Update: Kayo Sports users may also be interested in the new Microsoft Wireless Display app, which lets you transmit content from your Windows or Android-based device to an Xbox One.
Original post: Kayo Sports officially launched in Australia today, after being in beta for a couple of weeks. If this is all news to you, Kayo Sports is Foxtel’s standalone sport streaming service. For $25 per month, stream all of Foxtel’s sport content in HD.
While there are no console apps yet, Kayo Sports can be watched on Xbox One using the Edge browser. It might not sound ideal, but it actually works very well, and if you don’t have an AppleTV or Chromecast Ultra, but do have an Xbox One, it’s currently the easiest way to watch Kayo on a TV screen — most of its launch apps are for mobile devices.
However, there is a small problem. By default, the Microsoft Edge app on Xbox One has an ugly border around it. Here’s how to remove it to watch Kayo Sports — or anything else using Edge — in fullscreen.

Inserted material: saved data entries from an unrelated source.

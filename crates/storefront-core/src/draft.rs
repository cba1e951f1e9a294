//! # Order Draft
//!
//! The order being composed on the "create order" screen.
//!
//! ## Draft Operations Flow
//! ```text
//! ┌─────────────────────────────────────────────────────────────────────────┐
//! │                    Order Draft Operations                               │
//! │                                                                         │
//! │  Operator Action         Draft Method             State Change          │
//! │  ───────────────         ────────────             ────────────          │
//! │                                                                         │
//! │  Pick product ─────────► add_item() ────────────► items.push / qty += n │
//! │  Change quantity ──────► update_quantity() ─────► items[i].qty = n      │
//! │  Click remove ─────────► remove_item() ─────────► items.remove(i)       │
//! │  Edit shipping fee ────► set_shipping_fee() ────► shipping_fee = x      │
//! │  Enter code ───────────► apply_promotion() ─────► slot = Some(promo)    │
//! │  Clear code ───────────► remove_promotion() ────► slot = None           │
//! │                                   │                                     │
//! │                                   ▼                                     │
//! │                      recompute() (single path)                          │
//! │                      refresh both slot discounts                        │
//! │                                                                         │
//! │  Submit ───────────────► into_request() ────────► CreateOrderRequest    │
//! └─────────────────────────────────────────────────────────────────────────┘
//! ```
//!
//! ## Invariants
//! - Lines are unique by `product_id` (adding again increases quantity)
//! - Every line has `1 ≤ quantity ≤ MAX_LINE_QUANTITY`
//! - Each slot holds at most one promotion of a kind the slot accepts
//! - Each slot discount is in `[0, base]` and respects the promotion cap
//! - A rejected operation leaves the draft unchanged
//!
//! The draft is owned exclusively by its caller; it never performs I/O.

use serde::{Deserialize, Deserializer, Serialize};
use ts_rs::TS;

use crate::error::{CoreError, CoreResult, PromotionRejection};
use crate::money::Money;
use crate::pricing::{
    compute_subtotal, compute_totals, recalculate_on_item_removal,
    recalculate_on_quantity_change, refresh_discount, try_apply_promotion, Recalculation,
};
use crate::types::{CreateOrderRequest, LineItem, OrderTotals, Promotion, PromotionSlot};
use crate::validation::{validate_amount, validate_line_item};
use crate::{MAX_LINE_QUANTITY, MAX_ORDER_LINES};

/// An order under composition: lines, shipping fee and two promotion slots.
///
/// Deserializing re-derives both discounts from the promotions, so a stored
/// or client-supplied draft cannot carry amounts of its own.
#[derive(Debug, Clone, Default, PartialEq, Eq, Serialize, TS)]
#[ts(export)]
#[serde(rename_all = "camelCase")]
pub struct OrderDraft {
    items: Vec<LineItem>,
    shipping_fee: Money,
    product_promotion: Option<Promotion>,
    shipping_promotion: Option<Promotion>,
    product_discount: Money,
    shipping_discount: Money,
}

impl OrderDraft {
    /// Creates an empty draft with the given shipping fee.
    pub fn new(shipping_fee: Money) -> CoreResult<Self> {
        validate_amount("shipping fee", shipping_fee)?;
        Ok(OrderDraft {
            shipping_fee,
            ..Default::default()
        })
    }

    pub fn items(&self) -> &[LineItem] {
        &self.items
    }

    pub fn shipping_fee(&self) -> Money {
        self.shipping_fee
    }

    pub fn is_empty(&self) -> bool {
        self.items.is_empty()
    }

    /// Merchandise subtotal before discounts.
    pub fn subtotal(&self) -> Money {
        compute_subtotal(&self.items)
    }

    /// The promotion currently held by `slot`.
    pub fn promotion(&self, slot: PromotionSlot) -> Option<&Promotion> {
        match slot {
            PromotionSlot::Product => self.product_promotion.as_ref(),
            PromotionSlot::Shipping => self.shipping_promotion.as_ref(),
        }
    }

    /// The discount `slot` currently grants.
    ///
    /// Zero when the slot is empty or its promotion no longer qualifies.
    pub fn discount(&self, slot: PromotionSlot) -> Money {
        match slot {
            PromotionSlot::Product => self.product_discount,
            PromotionSlot::Shipping => self.shipping_discount,
        }
    }

    /// Full order summary.
    pub fn totals(&self) -> OrderTotals {
        compute_totals(
            &self.items,
            self.shipping_fee,
            self.product_discount,
            self.shipping_discount,
        )
    }

    // =========================================================================
    // Line Mutations
    // =========================================================================

    /// Adds a line or increases the quantity of an existing one.
    ///
    /// ## Behavior
    /// - Same `product_id` already present: quantities are merged, the
    ///   snapshot price of the existing line is kept
    /// - New product: appended, subject to `MAX_ORDER_LINES`
    pub fn add_item(&mut self, item: LineItem) -> CoreResult<()> {
        validate_line_item(&item)?;

        if let Some(existing) = self
            .items
            .iter_mut()
            .find(|i| i.product_id == item.product_id)
        {
            let merged = existing.quantity + item.quantity;
            if merged > MAX_LINE_QUANTITY {
                return Err(CoreError::QuantityTooLarge {
                    requested: merged,
                    max: MAX_LINE_QUANTITY,
                });
            }
            existing.quantity = merged;
        } else {
            if self.items.len() >= MAX_ORDER_LINES {
                return Err(CoreError::CartTooLarge {
                    max: MAX_ORDER_LINES,
                });
            }
            self.items.push(item);
        }

        self.recompute();
        Ok(())
    }

    /// Sets the quantity of line `index`; zero or less removes it.
    pub fn update_quantity(&mut self, index: usize, quantity: i64) -> CoreResult<()> {
        let next = recalculate_on_quantity_change(
            &self.items,
            index,
            quantity,
            self.product_promotion.as_ref(),
        )?;
        self.accept(next);
        Ok(())
    }

    /// Removes line `index`.
    pub fn remove_item(&mut self, index: usize) -> CoreResult<LineItem> {
        let removed = self
            .items
            .get(index)
            .cloned()
            .ok_or(CoreError::LineItemNotFound {
                index,
                len: self.items.len(),
            })?;
        let next =
            recalculate_on_item_removal(&self.items, index, self.product_promotion.as_ref())?;
        self.accept(next);
        Ok(removed)
    }

    /// Replaces the shipping fee and re-prices the shipping slot.
    pub fn set_shipping_fee(&mut self, fee: Money) -> CoreResult<()> {
        validate_amount("shipping fee", fee)?;
        self.shipping_fee = fee;
        self.recompute();
        Ok(())
    }

    /// Empties the draft, keeping the shipping fee.
    pub fn clear(&mut self) {
        let fee = self.shipping_fee;
        *self = OrderDraft {
            shipping_fee: fee,
            ..Default::default()
        };
    }

    // =========================================================================
    // Promotion Slots
    // =========================================================================

    /// Puts `promotion` into `slot` and returns the discount it grants.
    ///
    /// Replaces whatever the slot held. On rejection nothing changes, so a
    /// previously applied promotion stays in place.
    pub fn apply_promotion(
        &mut self,
        promotion: Promotion,
        slot: PromotionSlot,
    ) -> Result<Money, PromotionRejection> {
        let discount = try_apply_promotion(&promotion, slot, self.subtotal(), self.shipping_fee)?;

        match slot {
            PromotionSlot::Product => {
                self.product_promotion = Some(promotion);
                self.product_discount = discount;
            }
            PromotionSlot::Shipping => {
                self.shipping_promotion = Some(promotion);
                self.shipping_discount = discount;
            }
        }

        Ok(discount)
    }

    /// Empties `slot` and returns the promotion it held.
    pub fn remove_promotion(&mut self, slot: PromotionSlot) -> Option<Promotion> {
        let removed = match slot {
            PromotionSlot::Product => self.product_promotion.take(),
            PromotionSlot::Shipping => self.shipping_promotion.take(),
        };
        self.recompute();
        removed
    }

    /// Whether the promotion in `slot` currently qualifies.
    pub fn slot_qualifies(&self, slot: PromotionSlot) -> bool {
        self.promotion(slot).is_some_and(|p| {
            try_apply_promotion(p, slot, self.subtotal(), self.shipping_fee).is_ok()
        })
    }

    // =========================================================================
    // Submission
    // =========================================================================

    /// Converts the draft into a create-order request.
    ///
    /// Only promotions that currently qualify are sent; a held promotion
    /// whose minimum is no longer met contributes nothing and is left out.
    pub fn into_request(
        self,
        customer_name: Option<String>,
        note: Option<String>,
    ) -> CoreResult<CreateOrderRequest> {
        if self.items.is_empty() {
            return Err(CoreError::EmptyOrder);
        }

        let product_promotion_code = self
            .slot_qualifies(PromotionSlot::Product)
            .then(|| self.product_promotion.as_ref().map(|p| p.code.clone()))
            .flatten();
        let shipping_promotion_code = self
            .slot_qualifies(PromotionSlot::Shipping)
            .then(|| self.shipping_promotion.as_ref().map(|p| p.code.clone()))
            .flatten();

        Ok(CreateOrderRequest {
            line_items: self.items,
            shipping_fee: self.shipping_fee,
            product_promotion_code,
            shipping_promotion_code,
            customer_name: trimmed(customer_name),
            note: trimmed(note),
        })
    }

    // =========================================================================
    // Recomputation
    // =========================================================================

    fn accept(&mut self, next: Recalculation) {
        self.items = next.items;
        self.product_discount = next.product_discount;
        self.shipping_discount = refresh_discount(
            self.shipping_promotion.as_ref(),
            PromotionSlot::Shipping,
            self.subtotal(),
            self.shipping_fee,
        );
    }

    fn recompute(&mut self) {
        let subtotal = self.subtotal();
        self.product_discount = refresh_discount(
            self.product_promotion.as_ref(),
            PromotionSlot::Product,
            subtotal,
            self.shipping_fee,
        );
        self.shipping_discount = refresh_discount(
            self.shipping_promotion.as_ref(),
            PromotionSlot::Shipping,
            subtotal,
            self.shipping_fee,
        );
    }
}

/// Wire shape of [`OrderDraft`]; the discounts are accepted and discarded.
#[derive(Deserialize)]
#[serde(rename_all = "camelCase")]
struct DraftSnapshot {
    #[serde(default)]
    items: Vec<LineItem>,
    shipping_fee: Money,
    #[serde(default)]
    product_promotion: Option<Promotion>,
    #[serde(default)]
    shipping_promotion: Option<Promotion>,
}

impl<'de> Deserialize<'de> for OrderDraft {
    fn deserialize<D: Deserializer<'de>>(deserializer: D) -> Result<Self, D::Error> {
        let snapshot = DraftSnapshot::deserialize(deserializer)?;
        let mut draft = OrderDraft {
            items: snapshot.items,
            shipping_fee: snapshot.shipping_fee,
            product_promotion: snapshot.product_promotion,
            shipping_promotion: snapshot.shipping_promotion,
            ..Default::default()
        };
        draft.recompute();
        Ok(draft)
    }
}

fn trimmed(value: Option<String>) -> Option<String> {
    value
        .map(|v| v.trim().to_string())
        .filter(|v| !v.is_empty())
}

// =============================================================================
// Unit Tests
// =============================================================================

How to remove the border from Edge on Xbox One
Go to settings > Display & sound > Video output > Video Fidelity & overscan (in the middle column labelled Advanced) > untick ‘Apps can add a border’.
Now Edge will run in fullscreen.
Improving Kayo Sports stream on Xbox One
In our testing, Xbox One’s Edge browser has performed as well or better than other devices tested. Whereas the desktop Chrome browser has crashed or had a “problem with playback”, Edge on Xbox One has streamed relatively consistently.
However, like all devices, there are some issues with quality drops and the stream freezing. Despite being out of beta, the issues seem widespread and on Kayo’s end, as my 100/40 fibre NBN connection has had some issues, while Netflix and Stan stream flawlessly in 4K. There are too many similar observations online for this to be anything other than an issue Kayo has to fix on its side. However, there is something you can do.
The fix appears to be starting a live stream and then pausing it for 15-20 seconds, then pressing play. While this increases the delay (Kayo is already about 15 seconds behind Foxtel satellite, but ahead of Foxtel Now), in our testing that delivered a flawless 1080p stream without interruption of the Australia vs India T20I on 25 November; everything we watched prior to this, without pausing the stream, had an issue, with some worse than others.
This isn’t guaranteed to work all the time, but adding in a small buffer does seem to make Kayo considerably more stable.
Aside from that, the Edge browser is able to navigate the Kayo Sports interface relatively well. The only thing to remember is after entering fullscreen, ‘B’ will take you out of fullscreen, but keep the stream running in a smaller window. You’ll need to navigate to the ‘back’ button on the window using the cursor, controller by the left stick, to close it and return to the menu. Alongside browsing shows, this is the only time it feels like a browser on a console, rather than an optimised app.
If you are having any problems with a specific live sport, scroll all the way to the bottom (right control stick scrolls the page), and try the live channel. As well as individual events, all of Fox Sports’ live channels are available to watch, tucked away at the bottom of the page.
What about Kayo Sports on PlayStation 4’s web browser?
We also tried Kayo Sports on the PlayStation 4 web browser and can confirm that it does not work. The PS4 allows you to load and sign-in to the Kayo Sports web browser app, but cannot playback any video.
Is a proper Kayo Sports app coming to Xbox One or PS4?
Kayo Sports has an app on iOS, Android and AppleTV, with TelstraTV and AndroidTV coming soon. There is also Chromecast support, but officially only for the Chromecast Ultra, although it does work with varying degrees of success on older models.
There hasn’t been an official announcement of a console app. However, when we asked Kayo support if there are plans for PS4 or Xbox One support, they replied saying “Xbox is on our radar”. There was no mention of PS4.